### What this task involves
Each of the records must appear again, exactly as it was written.

+--

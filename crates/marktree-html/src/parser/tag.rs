//! Opening and closing tags.

use marktree_common::warning::warn_once;
use marktree_dom::TagNode;

use super::attribute::parse_attribute;
use super::handler::HandlerRegistry;
use crate::error::ParseError;
use crate::scanner::{Scanner, is_markup_whitespace};

/// Elements whose body is captured verbatim instead of being parsed.
pub const RAW_TEXT_TAGS: [&str; 2] = ["style", "script"];

/// An opening tag, plus where its inner markup begins if it stays open.
#[derive(Debug)]
pub(crate) struct OpeningTag {
    pub(crate) node: TagNode,
    /// Byte offset just past the opening tag; `None` for self-closing nodes.
    pub(crate) inner_start: Option<usize>,
}

/// Consume an opening tag. The scanner must be on its `<`.
pub(crate) fn parse_opening_tag(
    scanner: &mut Scanner<'_>,
    handlers: &HandlerRegistry,
) -> Result<OpeningTag, ParseError> {
    let start = scanner.position();
    let opened = scanner.match_char('<');
    debug_assert!(opened, "opening tag must start at '<'");

    scanner.skip_whitespace();
    let name = scanner.consume_while(|c| c != '>' && c != '/' && !is_markup_whitespace(c));
    if name.is_empty() {
        return Err(ParseError::EmptyTagName {
            position: scanner.position(),
        });
    }

    if let Some(handler) = handlers.get(name) {
        let rewound = scanner.set_location(start.line, start.column);
        debug_assert!(rewound, "tag start must be a reachable location");
        let node = handler.parse_tag(scanner)?;
        // The parse loop would otherwise re-enter the same tag forever.
        if scanner.offset() <= start.offset {
            return Err(ParseError::Handler {
                tag: name.to_string(),
                message: "handler returned without consuming the tag".to_string(),
                position: start,
            });
        }
        let inner_start = (!node.is_self_closing).then(|| scanner.offset());
        return Ok(OpeningTag { node, inner_start });
    }

    let mut node = TagNode::new(name, start);

    if RAW_TEXT_TAGS.contains(&name) {
        // Anything up to '>' is skipped, including a stray "/".
        let _ = scanner.consume_until(|c| c == '>');
        if !scanner.match_char('>') {
            return Err(ParseError::UnterminatedRawTag {
                name: name.to_string(),
                position: scanner.position(),
            });
        }

        let closing = format!("</{name}>");
        node.inner_markup = scanner.consume_until_str(&closing).to_string();
        if !scanner.match_str(&closing) {
            warn_once(
                "HTML Parser",
                &format!("raw-text element <{name}> opened at {start} is never closed"),
            );
        }
        node.is_self_closing = true;
        return Ok(OpeningTag {
            node,
            inner_start: None,
        });
    }

    scanner.skip_whitespace();
    while let Some(c) = scanner.current() {
        if c == '>' || c == '/' {
            break;
        }
        let attribute = parse_attribute(scanner)?;
        if let Some(previous) = node.insert_attribute(attribute) {
            warn_once(
                "HTML Parser",
                &format!(
                    "duplicate attribute '{}' on <{name}> at {start}; the last value wins",
                    previous.name
                ),
            );
        }
        scanner.skip_whitespace();
    }

    if scanner.match_char('/') {
        node.is_self_closing = true;
    }
    if !scanner.match_char('>') {
        return Err(ParseError::ExpectedTagClose {
            position: scanner.position(),
        });
    }

    let inner_start = (!node.is_self_closing).then(|| scanner.offset());
    Ok(OpeningTag { node, inner_start })
}

/// Consume `</name>` and return the name. The scanner must be on its `<`.
pub(crate) fn parse_closing_tag<'a>(scanner: &mut Scanner<'a>) -> Result<&'a str, ParseError> {
    let opened = scanner.match_str("</");
    debug_assert!(opened, "closing tag must start at '</'");

    scanner.skip_whitespace();
    let name = scanner.consume_while(|c| c != '>' && !is_markup_whitespace(c));
    if name.is_empty() {
        return Err(ParseError::EmptyClosingTagName {
            position: scanner.position(),
        });
    }

    scanner.skip_whitespace();
    if !scanner.match_char('>') {
        return Err(ParseError::ExpectedTagClose {
            position: scanner.position(),
        });
    }
    Ok(name)
}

+--

### Exercise answer
filename crates/marktree-html/src/parser/tag.rs
//! Opening and closing tags.

use marktree_common::warning::warn_once;
use marktree_dom::TagNode;

use super::attribute::parse_attribute;
use super::handler::HandlerRegistry;
use crate::error::ParseError;
use crate::scanner::{Scanner, is_markup_whitespace};

/// Elements whose body is captured verbatim instead of being parsed.
pub const RAW_TEXT_TAGS: [&str; 2] = ["style", "script"];

/// An opening tag, plus where its inner markup begins if it stays open.
#[derive(Debug)]
pub(crate) struct OpeningTag {
    pub(crate) node: TagNode,
    /// Byte offset just past the opening tag; `None` for self-closing nodes.
    pub(crate) inner_start: Option<usize>,
}

/// Consume an opening tag. The scanner must be on its `<`.
pub(crate) fn parse_opening_tag(
    scanner: &mut Scanner<'_>,
    handlers: &HandlerRegistry,
) -> Result<OpeningTag, ParseError> {
    let start = scanner.position();
    let opened = scanner.match_char('<');
    debug_assert!(opened, "opening tag must start at '<'");

    scanner.skip_whitespace();
    let name = scanner.consume_while(|c| c != '>' && c != '/' && !is_markup_whitespace(c));
    if name.is_empty() {
        return Err(ParseError::EmptyTagName {
            position: scanner.position(),
        });
    }

    if let Some(handler) = handlers.get(name) {
        let rewound = scanner.set_location(start.line, start.column);
        debug_assert!(rewound, "tag start must be a reachable location");
        let node = handler.parse_tag(scanner)?;
        // The parse loop would otherwise re-enter the same tag forever.
        if scanner.offset() <= start.offset {
            return Err(ParseError::Handler {
                tag: name.to_string(),
                message: "handler returned without consuming the tag".to_string(),
                position: start,
            });
        }
        let inner_start = (!node.is_self_closing).then(|| scanner.offset());
        return Ok(OpeningTag { node, inner_start });
    }

    let mut node = TagNode::new(name, start);

    if RAW_TEXT_TAGS.contains(&name) {
        // Anything up to '>' is skipped, including a stray "/".
        let _ = scanner.consume_until(|c| c == '>');
        if !scanner.match_char('>') {
            return Err(ParseError::UnterminatedRawTag {
                name: name.to_string(),
                position: scanner.position(),
            });
        }

        let closing = format!("</{name}>");
        node.inner_markup = scanner.consume_until_str(&closing).to_string();
        if !scanner.match_str(&closing) {
            warn_once(
                "HTML Parser",
                &format!("raw-text element <{name}> opened at {start} is never closed"),
            );
        }
        node.is_self_closing = true;
        return Ok(OpeningTag {
            node,
            inner_start: None,
        });
    }

    scanner.skip_whitespace();
    while let Some(c) = scanner.current() {
        if c == '>' || c == '/' {
            break;
        }
        let attribute = parse_attribute(scanner)?;
        if let Some(previous) = node.insert_attribute(attribute) {
            warn_once(
                "HTML Parser",
                &format!(
                    "duplicate attribute '{}' on <{name}> at {start}; the last value wins",
                    previous.name
                ),
            );
        }
        scanner.skip_whitespace();
    }

    if scanner.match_char('/') {
        node.is_self_closing = true;
    }
    if !scanner.match_char('>') {
        return Err(ParseError::ExpectedTagClose {
            position: scanner.position(),
        });
    }

    let inner_start = (!node.is_self_closing).then(|| scanner.offset());
    Ok(OpeningTag { node, inner_start })
}

/// Consume `</name>` and return the name. The scanner must be on its `<`.
pub(crate) fn parse_closing_tag<'a>(scanner: &mut Scanner<'a>) -> Result<&'a str, ParseError> {
    let opened = scanner.match_str("</");
    debug_assert!(opened, "closing tag must start at '</'");

    scanner.skip_whitespace();
    let name = scanner.consume_while(|c| c != '>' && !is_markup_whitespace(c));
    if name.is_empty() {
        return Err(ParseError::EmptyClosingTagName {
            position: scanner.position(),
        });
    }

    scanner.skip_whitespace();
    if !scanner.match_char('>') {
        return Err(ParseError::ExpectedTagClose {
            position: scanner.position(),
        });
    }
    Ok(name)
}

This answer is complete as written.